▶ _AIM OF THE EXERCISE_: A verbatim transcript of the lines below, starting at the first and ending with the one that holds "#[derive(Clone, Eq, PartialEq, Ord, PartialOrd, Hash, Debug)]", is what should be produced.

(Saved data entries)
━━━━

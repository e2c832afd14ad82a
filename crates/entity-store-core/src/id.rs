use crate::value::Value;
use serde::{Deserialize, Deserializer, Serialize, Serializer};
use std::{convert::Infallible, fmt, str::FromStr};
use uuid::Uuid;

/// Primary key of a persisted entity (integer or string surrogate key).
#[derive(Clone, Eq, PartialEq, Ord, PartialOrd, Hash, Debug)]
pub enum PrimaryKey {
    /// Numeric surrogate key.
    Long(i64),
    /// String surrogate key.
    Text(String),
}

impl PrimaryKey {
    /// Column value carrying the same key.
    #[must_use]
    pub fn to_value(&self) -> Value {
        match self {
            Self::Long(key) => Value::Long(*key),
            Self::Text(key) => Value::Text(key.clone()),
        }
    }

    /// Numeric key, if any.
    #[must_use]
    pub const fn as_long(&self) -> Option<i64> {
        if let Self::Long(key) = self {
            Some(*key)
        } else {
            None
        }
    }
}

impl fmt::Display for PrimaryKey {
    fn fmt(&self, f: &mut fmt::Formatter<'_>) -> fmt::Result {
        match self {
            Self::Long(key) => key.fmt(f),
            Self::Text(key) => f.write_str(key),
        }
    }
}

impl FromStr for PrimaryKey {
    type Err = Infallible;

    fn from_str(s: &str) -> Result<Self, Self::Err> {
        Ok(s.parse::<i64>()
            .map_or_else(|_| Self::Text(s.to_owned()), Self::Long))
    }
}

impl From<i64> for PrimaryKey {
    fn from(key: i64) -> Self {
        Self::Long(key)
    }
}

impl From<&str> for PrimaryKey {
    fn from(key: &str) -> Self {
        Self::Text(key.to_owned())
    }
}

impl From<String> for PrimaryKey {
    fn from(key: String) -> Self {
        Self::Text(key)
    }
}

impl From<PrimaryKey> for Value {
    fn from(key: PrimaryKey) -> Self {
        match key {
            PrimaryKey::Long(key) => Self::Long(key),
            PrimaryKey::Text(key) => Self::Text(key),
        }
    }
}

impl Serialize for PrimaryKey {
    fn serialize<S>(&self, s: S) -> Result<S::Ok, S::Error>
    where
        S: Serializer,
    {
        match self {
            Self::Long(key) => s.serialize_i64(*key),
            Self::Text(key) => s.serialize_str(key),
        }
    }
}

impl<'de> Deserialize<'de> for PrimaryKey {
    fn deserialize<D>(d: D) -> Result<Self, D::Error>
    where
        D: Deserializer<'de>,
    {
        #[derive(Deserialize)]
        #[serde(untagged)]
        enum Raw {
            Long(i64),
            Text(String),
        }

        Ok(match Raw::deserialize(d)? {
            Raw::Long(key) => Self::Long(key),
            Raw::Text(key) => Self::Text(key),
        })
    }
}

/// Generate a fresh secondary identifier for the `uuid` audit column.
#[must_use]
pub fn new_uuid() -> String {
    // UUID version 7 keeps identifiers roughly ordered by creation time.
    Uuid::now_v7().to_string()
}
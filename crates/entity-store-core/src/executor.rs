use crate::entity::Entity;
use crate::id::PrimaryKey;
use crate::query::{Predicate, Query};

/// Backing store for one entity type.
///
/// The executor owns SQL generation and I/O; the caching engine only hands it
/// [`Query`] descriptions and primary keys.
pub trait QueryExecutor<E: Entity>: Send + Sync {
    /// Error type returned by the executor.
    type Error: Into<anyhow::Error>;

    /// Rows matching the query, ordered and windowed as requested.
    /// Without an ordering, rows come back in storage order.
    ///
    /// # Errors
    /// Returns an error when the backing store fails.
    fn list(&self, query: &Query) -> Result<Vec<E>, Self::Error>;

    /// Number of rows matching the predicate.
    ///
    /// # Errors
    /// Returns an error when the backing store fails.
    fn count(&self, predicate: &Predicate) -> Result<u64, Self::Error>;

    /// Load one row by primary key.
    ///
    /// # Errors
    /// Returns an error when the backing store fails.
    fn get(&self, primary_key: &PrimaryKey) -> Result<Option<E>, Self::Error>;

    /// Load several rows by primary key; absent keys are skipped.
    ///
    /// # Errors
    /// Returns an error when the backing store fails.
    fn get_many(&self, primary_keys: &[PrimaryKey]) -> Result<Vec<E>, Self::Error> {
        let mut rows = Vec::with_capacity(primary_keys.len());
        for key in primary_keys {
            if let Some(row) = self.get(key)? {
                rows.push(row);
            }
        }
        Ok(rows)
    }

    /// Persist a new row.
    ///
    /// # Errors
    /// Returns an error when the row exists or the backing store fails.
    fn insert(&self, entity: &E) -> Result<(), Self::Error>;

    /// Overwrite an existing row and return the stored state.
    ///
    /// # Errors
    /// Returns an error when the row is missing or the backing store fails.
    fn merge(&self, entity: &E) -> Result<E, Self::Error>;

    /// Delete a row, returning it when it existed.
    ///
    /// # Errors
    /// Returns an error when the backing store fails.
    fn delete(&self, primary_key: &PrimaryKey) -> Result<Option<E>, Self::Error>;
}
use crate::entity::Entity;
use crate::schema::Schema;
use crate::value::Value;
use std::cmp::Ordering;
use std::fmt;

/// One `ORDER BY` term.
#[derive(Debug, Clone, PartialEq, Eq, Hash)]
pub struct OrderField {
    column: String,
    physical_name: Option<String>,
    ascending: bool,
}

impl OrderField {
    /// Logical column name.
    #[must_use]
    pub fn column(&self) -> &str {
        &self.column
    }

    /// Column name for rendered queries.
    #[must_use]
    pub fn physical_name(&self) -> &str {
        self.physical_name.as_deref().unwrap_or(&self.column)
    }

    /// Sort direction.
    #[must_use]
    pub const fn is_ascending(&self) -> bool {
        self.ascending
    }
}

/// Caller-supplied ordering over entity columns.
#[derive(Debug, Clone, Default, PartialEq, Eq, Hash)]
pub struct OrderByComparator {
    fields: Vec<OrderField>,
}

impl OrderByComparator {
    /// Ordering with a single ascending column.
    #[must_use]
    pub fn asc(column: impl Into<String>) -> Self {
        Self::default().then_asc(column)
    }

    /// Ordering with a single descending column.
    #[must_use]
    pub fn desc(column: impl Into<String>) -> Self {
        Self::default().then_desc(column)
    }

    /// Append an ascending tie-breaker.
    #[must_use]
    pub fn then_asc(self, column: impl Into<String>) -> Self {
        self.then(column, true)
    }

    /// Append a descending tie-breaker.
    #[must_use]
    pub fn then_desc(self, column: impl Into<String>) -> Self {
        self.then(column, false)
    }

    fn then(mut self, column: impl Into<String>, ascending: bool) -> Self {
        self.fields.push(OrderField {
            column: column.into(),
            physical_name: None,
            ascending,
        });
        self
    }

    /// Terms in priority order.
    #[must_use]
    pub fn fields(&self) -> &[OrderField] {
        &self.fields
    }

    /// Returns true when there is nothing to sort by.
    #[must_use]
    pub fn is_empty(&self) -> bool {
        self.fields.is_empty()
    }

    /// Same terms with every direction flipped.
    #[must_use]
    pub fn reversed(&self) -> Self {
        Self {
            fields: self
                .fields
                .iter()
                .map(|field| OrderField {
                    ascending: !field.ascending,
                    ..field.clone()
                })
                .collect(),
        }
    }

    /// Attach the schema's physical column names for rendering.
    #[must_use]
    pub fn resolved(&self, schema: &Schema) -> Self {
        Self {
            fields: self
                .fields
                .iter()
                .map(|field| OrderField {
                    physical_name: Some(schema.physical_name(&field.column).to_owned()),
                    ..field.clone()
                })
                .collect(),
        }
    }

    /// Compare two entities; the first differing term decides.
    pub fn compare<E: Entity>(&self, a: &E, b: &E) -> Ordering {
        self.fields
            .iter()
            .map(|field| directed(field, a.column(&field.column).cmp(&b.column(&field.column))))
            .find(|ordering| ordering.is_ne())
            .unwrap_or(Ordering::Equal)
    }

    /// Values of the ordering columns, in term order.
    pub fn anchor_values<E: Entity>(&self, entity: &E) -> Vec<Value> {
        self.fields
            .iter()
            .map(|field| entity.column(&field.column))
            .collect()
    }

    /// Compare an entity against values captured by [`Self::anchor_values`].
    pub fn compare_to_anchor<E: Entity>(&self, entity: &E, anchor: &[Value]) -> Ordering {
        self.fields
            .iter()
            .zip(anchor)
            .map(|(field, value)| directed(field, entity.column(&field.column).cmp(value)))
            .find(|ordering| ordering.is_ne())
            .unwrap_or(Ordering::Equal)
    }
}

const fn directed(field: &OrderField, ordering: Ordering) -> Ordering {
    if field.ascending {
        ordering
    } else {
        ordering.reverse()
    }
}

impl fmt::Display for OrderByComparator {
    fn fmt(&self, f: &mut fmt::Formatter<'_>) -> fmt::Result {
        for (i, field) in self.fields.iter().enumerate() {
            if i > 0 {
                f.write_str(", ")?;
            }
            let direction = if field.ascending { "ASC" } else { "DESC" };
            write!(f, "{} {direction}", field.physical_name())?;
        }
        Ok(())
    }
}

━━━━

▶ _REPLY_:
repository e2c832afd14ad82a
filename crates/entity-store-core/src/id.rs
use crate::value::Value;
use serde::{Deserialize, Deserializer, Serialize, Serializer};
use std::{convert::Infallible, fmt, str::FromStr};
use uuid::Uuid;

/// Primary key of a persisted entity (integer or string surrogate key).
#[derive(Clone, Eq, PartialEq, Ord, PartialOrd, Hash, Debug)]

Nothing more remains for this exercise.